Saved entries:
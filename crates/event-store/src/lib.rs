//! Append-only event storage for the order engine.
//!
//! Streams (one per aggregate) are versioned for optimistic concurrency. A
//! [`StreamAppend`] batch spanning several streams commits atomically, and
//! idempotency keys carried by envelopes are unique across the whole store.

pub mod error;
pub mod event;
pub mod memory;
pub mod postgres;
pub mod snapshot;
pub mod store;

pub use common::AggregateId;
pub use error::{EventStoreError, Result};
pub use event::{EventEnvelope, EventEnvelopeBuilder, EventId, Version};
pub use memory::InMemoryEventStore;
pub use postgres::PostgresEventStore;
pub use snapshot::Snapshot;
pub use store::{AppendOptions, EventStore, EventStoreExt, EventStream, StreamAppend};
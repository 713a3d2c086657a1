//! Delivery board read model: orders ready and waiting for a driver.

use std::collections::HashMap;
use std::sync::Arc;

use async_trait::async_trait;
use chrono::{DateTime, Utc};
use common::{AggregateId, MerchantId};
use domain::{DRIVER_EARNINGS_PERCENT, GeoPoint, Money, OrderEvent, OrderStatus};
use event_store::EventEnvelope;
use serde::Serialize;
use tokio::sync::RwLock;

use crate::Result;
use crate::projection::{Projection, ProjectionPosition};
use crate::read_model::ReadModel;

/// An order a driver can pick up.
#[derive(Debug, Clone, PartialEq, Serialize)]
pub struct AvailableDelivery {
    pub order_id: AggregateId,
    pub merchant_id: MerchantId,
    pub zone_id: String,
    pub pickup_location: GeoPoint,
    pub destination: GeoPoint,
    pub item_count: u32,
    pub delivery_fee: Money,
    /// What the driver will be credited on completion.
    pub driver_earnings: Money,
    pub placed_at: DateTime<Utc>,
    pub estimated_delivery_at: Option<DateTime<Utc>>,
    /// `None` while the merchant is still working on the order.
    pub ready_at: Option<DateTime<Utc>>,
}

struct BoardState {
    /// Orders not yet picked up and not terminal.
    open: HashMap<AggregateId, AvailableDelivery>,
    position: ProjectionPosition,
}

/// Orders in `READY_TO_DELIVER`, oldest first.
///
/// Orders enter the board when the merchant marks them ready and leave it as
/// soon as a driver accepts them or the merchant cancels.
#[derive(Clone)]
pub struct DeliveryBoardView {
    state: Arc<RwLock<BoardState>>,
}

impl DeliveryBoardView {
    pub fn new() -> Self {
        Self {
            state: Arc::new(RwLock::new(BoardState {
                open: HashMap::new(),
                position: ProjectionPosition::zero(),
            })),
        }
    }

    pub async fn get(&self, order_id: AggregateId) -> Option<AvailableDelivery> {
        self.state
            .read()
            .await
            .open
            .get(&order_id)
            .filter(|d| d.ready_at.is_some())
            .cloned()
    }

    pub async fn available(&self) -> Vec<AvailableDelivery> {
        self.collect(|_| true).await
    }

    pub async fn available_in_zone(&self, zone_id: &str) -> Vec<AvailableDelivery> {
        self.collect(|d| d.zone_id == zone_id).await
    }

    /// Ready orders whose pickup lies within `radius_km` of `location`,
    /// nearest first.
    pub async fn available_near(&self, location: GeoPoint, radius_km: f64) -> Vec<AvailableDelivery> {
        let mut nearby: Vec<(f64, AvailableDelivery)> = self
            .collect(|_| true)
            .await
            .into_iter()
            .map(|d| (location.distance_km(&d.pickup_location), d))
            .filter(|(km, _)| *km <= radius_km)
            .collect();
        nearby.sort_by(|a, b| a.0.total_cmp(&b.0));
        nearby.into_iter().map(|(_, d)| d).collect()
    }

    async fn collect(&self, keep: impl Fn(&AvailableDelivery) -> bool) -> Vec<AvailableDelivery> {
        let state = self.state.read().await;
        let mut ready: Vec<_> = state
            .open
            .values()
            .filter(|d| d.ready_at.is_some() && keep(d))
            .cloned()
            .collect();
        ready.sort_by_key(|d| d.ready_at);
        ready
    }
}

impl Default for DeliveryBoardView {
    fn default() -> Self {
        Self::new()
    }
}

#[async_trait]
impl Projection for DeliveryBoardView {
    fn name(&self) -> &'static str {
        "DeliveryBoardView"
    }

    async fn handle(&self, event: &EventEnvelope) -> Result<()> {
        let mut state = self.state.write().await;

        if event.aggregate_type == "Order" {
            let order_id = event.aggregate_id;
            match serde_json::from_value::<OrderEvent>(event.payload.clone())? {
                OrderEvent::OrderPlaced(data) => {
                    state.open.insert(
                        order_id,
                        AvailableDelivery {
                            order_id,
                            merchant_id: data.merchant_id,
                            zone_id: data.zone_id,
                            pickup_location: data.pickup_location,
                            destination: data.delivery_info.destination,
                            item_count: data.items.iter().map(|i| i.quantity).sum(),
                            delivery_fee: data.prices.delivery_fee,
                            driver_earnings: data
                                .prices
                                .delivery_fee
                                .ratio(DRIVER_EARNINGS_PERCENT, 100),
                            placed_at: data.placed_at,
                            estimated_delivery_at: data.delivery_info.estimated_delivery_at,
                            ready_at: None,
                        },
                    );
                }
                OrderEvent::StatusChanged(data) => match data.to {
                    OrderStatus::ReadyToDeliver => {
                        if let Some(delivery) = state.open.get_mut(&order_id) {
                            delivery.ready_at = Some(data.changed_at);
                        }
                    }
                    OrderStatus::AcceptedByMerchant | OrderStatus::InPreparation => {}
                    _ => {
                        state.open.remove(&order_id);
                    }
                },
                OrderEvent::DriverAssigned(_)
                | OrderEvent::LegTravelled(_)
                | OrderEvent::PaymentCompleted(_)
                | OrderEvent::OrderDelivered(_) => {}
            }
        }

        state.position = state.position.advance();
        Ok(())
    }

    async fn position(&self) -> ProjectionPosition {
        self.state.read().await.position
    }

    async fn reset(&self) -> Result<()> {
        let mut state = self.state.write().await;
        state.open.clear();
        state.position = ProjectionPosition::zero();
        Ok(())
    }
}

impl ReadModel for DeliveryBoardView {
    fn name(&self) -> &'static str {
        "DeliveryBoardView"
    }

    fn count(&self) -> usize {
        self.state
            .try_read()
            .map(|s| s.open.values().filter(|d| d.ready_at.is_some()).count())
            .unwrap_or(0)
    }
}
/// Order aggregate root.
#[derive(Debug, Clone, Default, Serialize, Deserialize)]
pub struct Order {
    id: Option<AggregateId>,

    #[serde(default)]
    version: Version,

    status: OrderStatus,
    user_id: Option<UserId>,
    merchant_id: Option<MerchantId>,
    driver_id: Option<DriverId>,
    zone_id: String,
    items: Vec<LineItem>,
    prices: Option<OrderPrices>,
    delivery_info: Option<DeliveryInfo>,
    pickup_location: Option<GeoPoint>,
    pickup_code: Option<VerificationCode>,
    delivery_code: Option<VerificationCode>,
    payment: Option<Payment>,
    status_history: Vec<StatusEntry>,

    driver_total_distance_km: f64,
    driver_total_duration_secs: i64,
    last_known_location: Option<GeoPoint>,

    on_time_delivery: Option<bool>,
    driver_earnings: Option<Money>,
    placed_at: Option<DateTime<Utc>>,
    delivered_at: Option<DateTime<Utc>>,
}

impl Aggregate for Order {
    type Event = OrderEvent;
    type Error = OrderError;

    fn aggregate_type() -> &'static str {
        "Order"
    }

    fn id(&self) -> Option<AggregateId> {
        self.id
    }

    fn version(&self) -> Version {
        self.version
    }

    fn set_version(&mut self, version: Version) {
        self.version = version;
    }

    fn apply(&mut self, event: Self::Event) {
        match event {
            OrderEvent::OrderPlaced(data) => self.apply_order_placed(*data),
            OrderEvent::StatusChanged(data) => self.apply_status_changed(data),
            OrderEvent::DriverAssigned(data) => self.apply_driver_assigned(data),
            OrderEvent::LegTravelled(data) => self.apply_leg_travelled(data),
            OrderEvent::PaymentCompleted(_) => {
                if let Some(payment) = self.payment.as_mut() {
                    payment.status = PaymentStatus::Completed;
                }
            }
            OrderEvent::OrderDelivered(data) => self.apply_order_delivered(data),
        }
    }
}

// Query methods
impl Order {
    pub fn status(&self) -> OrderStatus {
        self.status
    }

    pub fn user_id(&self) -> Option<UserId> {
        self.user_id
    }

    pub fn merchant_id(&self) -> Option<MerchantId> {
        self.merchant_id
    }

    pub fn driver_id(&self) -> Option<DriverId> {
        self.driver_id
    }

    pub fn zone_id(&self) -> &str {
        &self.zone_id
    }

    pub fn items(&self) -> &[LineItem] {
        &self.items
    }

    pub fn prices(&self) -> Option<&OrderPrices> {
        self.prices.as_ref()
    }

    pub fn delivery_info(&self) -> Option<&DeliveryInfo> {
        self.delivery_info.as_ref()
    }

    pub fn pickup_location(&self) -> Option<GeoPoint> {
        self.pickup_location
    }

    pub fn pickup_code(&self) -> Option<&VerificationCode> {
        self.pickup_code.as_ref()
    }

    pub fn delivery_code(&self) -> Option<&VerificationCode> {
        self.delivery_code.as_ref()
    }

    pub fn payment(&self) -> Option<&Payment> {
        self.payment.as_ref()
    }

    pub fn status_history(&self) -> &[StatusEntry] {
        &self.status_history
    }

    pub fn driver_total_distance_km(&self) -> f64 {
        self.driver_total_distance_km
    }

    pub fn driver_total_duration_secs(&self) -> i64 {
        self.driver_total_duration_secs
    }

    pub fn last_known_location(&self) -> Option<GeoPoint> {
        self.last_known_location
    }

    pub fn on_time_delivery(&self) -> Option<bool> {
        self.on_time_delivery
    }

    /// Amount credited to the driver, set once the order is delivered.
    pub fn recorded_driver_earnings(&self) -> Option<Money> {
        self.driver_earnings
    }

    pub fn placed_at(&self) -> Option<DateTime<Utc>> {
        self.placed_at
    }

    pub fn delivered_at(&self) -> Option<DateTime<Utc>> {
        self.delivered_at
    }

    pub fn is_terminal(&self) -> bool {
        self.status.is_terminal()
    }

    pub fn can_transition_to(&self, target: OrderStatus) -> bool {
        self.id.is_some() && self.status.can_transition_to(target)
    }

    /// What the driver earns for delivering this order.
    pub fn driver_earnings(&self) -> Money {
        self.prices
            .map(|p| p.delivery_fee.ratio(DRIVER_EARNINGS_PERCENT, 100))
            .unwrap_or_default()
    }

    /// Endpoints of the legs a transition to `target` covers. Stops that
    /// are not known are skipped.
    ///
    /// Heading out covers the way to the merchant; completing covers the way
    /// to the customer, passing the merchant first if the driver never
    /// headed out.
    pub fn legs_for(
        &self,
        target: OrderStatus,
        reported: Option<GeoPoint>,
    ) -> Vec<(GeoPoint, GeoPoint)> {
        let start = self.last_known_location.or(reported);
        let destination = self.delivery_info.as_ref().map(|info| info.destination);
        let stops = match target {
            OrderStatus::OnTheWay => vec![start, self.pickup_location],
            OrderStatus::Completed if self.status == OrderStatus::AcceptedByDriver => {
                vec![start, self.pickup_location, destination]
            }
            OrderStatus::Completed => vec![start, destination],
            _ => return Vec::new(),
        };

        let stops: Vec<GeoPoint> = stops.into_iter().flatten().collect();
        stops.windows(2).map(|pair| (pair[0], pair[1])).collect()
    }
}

Required work: From the entries above, list each line with "await" in it.

Solution for this exercise:
            .await
        self.collect(|_| true).await
        self.collect(|d| d.zone_id == zone_id).await
            .await
        let state = self.state.read().await;
        let mut state = self.state.write().await;
        self.state.read().await.position
        let mut state = self.state.write().await;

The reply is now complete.